If the records are right today, the question becomes whether they stay right - a DNS record drift monitor alerts you when the CNAME quietly changes, which is how more than one "CDN outage" has turned out to be a DNS edit nobody owned up to. (New to DNS queries? Start with how to perform a DNS lookup.)
Step 4. Isolate a bad PoP
CDNs run on anycast or DNS-based routing: the same hostname lands users on different physical edges depending on where they are. So when one region reports errors, you need to test from that region, or at least identify which edge they're hitting.
- Get an affected user to send you their response headers (browser dev tools → Network → the failing request). The PoP identifier (
x-served-by,x-amz-cf-pop, Cloudflare'scf-raysuffix) tells you which edge served them. - Compare with your own headers for the same URL. Same PoP, different result → likely an inconsistently-purged cache. Different PoP → you may simply never reproduce it locally; trust their headers.
- Run a ping test against the CDN hostname. With anycast, you're measuring your nearest edge, not theirs - useful as a sanity check that the edge near you is healthy and reachable, not as proof the whole network is fine.
- Most CDNs cache per-PoP (sometimes per-server within a PoP). A purge that propagated to 95% of edges and silently failed on one is a real failure mode; re-issue the purge if one PoP keeps serving the old object.
Step 5. Purge - precisely
Once you know it's genuinely a stale edge cache:
- Purge the specific URLs, not everything. A full purge on a busy site stampedes your origin with misses.
- Prefer surrogate keys / cache tags if your CDN supports them - purge "everything tagged
product-123" instead of guessing URL variants. - After purging, re-run the header check. You want one
miss(edge refilled from origin) followed byhits with a smallage.
Then fix the root cause so you stop purging by hand: fingerprinted asset filenames (app.4f3a2c.js) with long max-age, short max-age plus stale-while-revalidate for HTML, and purge-on-deploy in your CI pipeline.
Common CDN debugging mistakes
Trusting your own browser. Your browser cache sits in front of the CDN cache. Test with the header checker or curl, not by hitting refresh.

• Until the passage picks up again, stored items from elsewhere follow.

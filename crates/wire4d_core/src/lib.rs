//! Core types for the wire4d renderer
//!
//! This crate provides the static geometry and the mutable rotation state
//! that feed the frame renderer:
//!
//! - [`Edge`] / [`extract_edges`] - Unique undirected edges from face loops
//! - [`Face`] - A cyclic list of vertex indices
//! - [`WireShape`] - A rotatable, projectable shape of either dimensionality
//! - [`Wireframe`] - Object-safe view of a [`WireShape`] for runtime switching
//! - [`ShapeKind`] - The built-in cube and tesseract
//! - [`AngleState`] - Per-plane angles, animate flags and the run flag
//! - [`Animator`] - Advances animated angles over wall-clock time

mod edge;
mod shape;
mod shapes;
mod shape_file;
mod angles;
mod animation;

pub use edge::{Edge, extract_edges};
pub use shape::{Face, RotationSequence, ShapeError, WireShape, Wireframe};
pub use shapes::{cube, tesseract, ShapeKind};
pub use shape_file::{ShapeFile, ShapeLoadError, load_shape};
pub use angles::{AngleState, PlaneControl, ANGLE_STEP, FULL_TURN, degree_label};
pub use animation::Animator;

// Re-export commonly used types from wire4d_math for convenience
pub use wire4d_math::{Point2, Projector, RotationPlane, ScreenMapper, Vec3, Vec4, Vector};
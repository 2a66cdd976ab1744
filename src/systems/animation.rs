//! Animation clock
//!
//! Measures wall-clock time between ticks and hands it to the [`Animator`].

use std::time::Instant;
use wire4d_core::{AngleState, Animator};

/// Longest gap fed to the animator, in milliseconds
///
/// Stops the shape from jumping after the window was hidden or the first
/// frame took long to present.
pub const MAX_DELTA_MS: f32 = 250.0;

/// Advances animated angles once per frame
pub struct AnimationSystem {
    animator: Animator,
    last_tick: Instant,
}

impl AnimationSystem {
    pub fn new(animator: Animator) -> Self {
        Self {
            animator,
            last_tick: Instant::now(),
        }
    }

    pub fn animator(&self) -> &Animator {
        &self.animator
    }

    /// Advance by the time elapsed since the previous tick
    ///
    /// The clock always moves forward, so time spent paused is not replayed
    /// when the run flag is set again. Returns whether any angle changed.
    pub fn tick(&mut self, angles: &mut AngleState) -> bool {
        let now = Instant::now();
        let delta_ms = (now - self.last_tick).as_secs_f32() * 1000.0;
        self.last_tick = now;
        self.advance_by(angles, delta_ms)
    }

    /// Advance by an explicit time step, capped at [`MAX_DELTA_MS`]
    pub fn advance_by(&self, angles: &mut AngleState, delta_ms: f32) -> bool {
        self.animator.advance(angles, delta_ms.min(MAX_DELTA_MS))
    }
}

impl Default for AnimationSystem {
    fn default() -> Self {
        Self::new(Animator::default())
    }
}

Forgetting Vary. A vary: accept-encoding, cookie header means the CDN stores multiple variants per URL. You can be looking at a fresh variant while users on a different accept-encoding get a stale one.
Purging before reading headers. If you don't capture the bad response's age, cache-control, and PoP first, you've destroyed the evidence and learned nothing.
Blaming the CDN for origin bugs. Step 2 exists for a reason. Compare against origin before opening a support ticket.
TL;DR
- Check the headers:
cache-status/x-cache,age,cache-control, and the PoP identifier. - Fetch the same path from origin. Stale at origin = deploy problem, not cache problem.
- Verify DNS points at the CDN; watch for stale records mid-migration, and confirm ownership of returned IPs with IP Geolocation.
- For regional reports, get the affected user's headers and identify their PoP - anycast means you can't reproduce their path from your desk.
- Purge specific URLs or cache tags, verify with a fresh header check, then fix cache-control so it doesn't recur.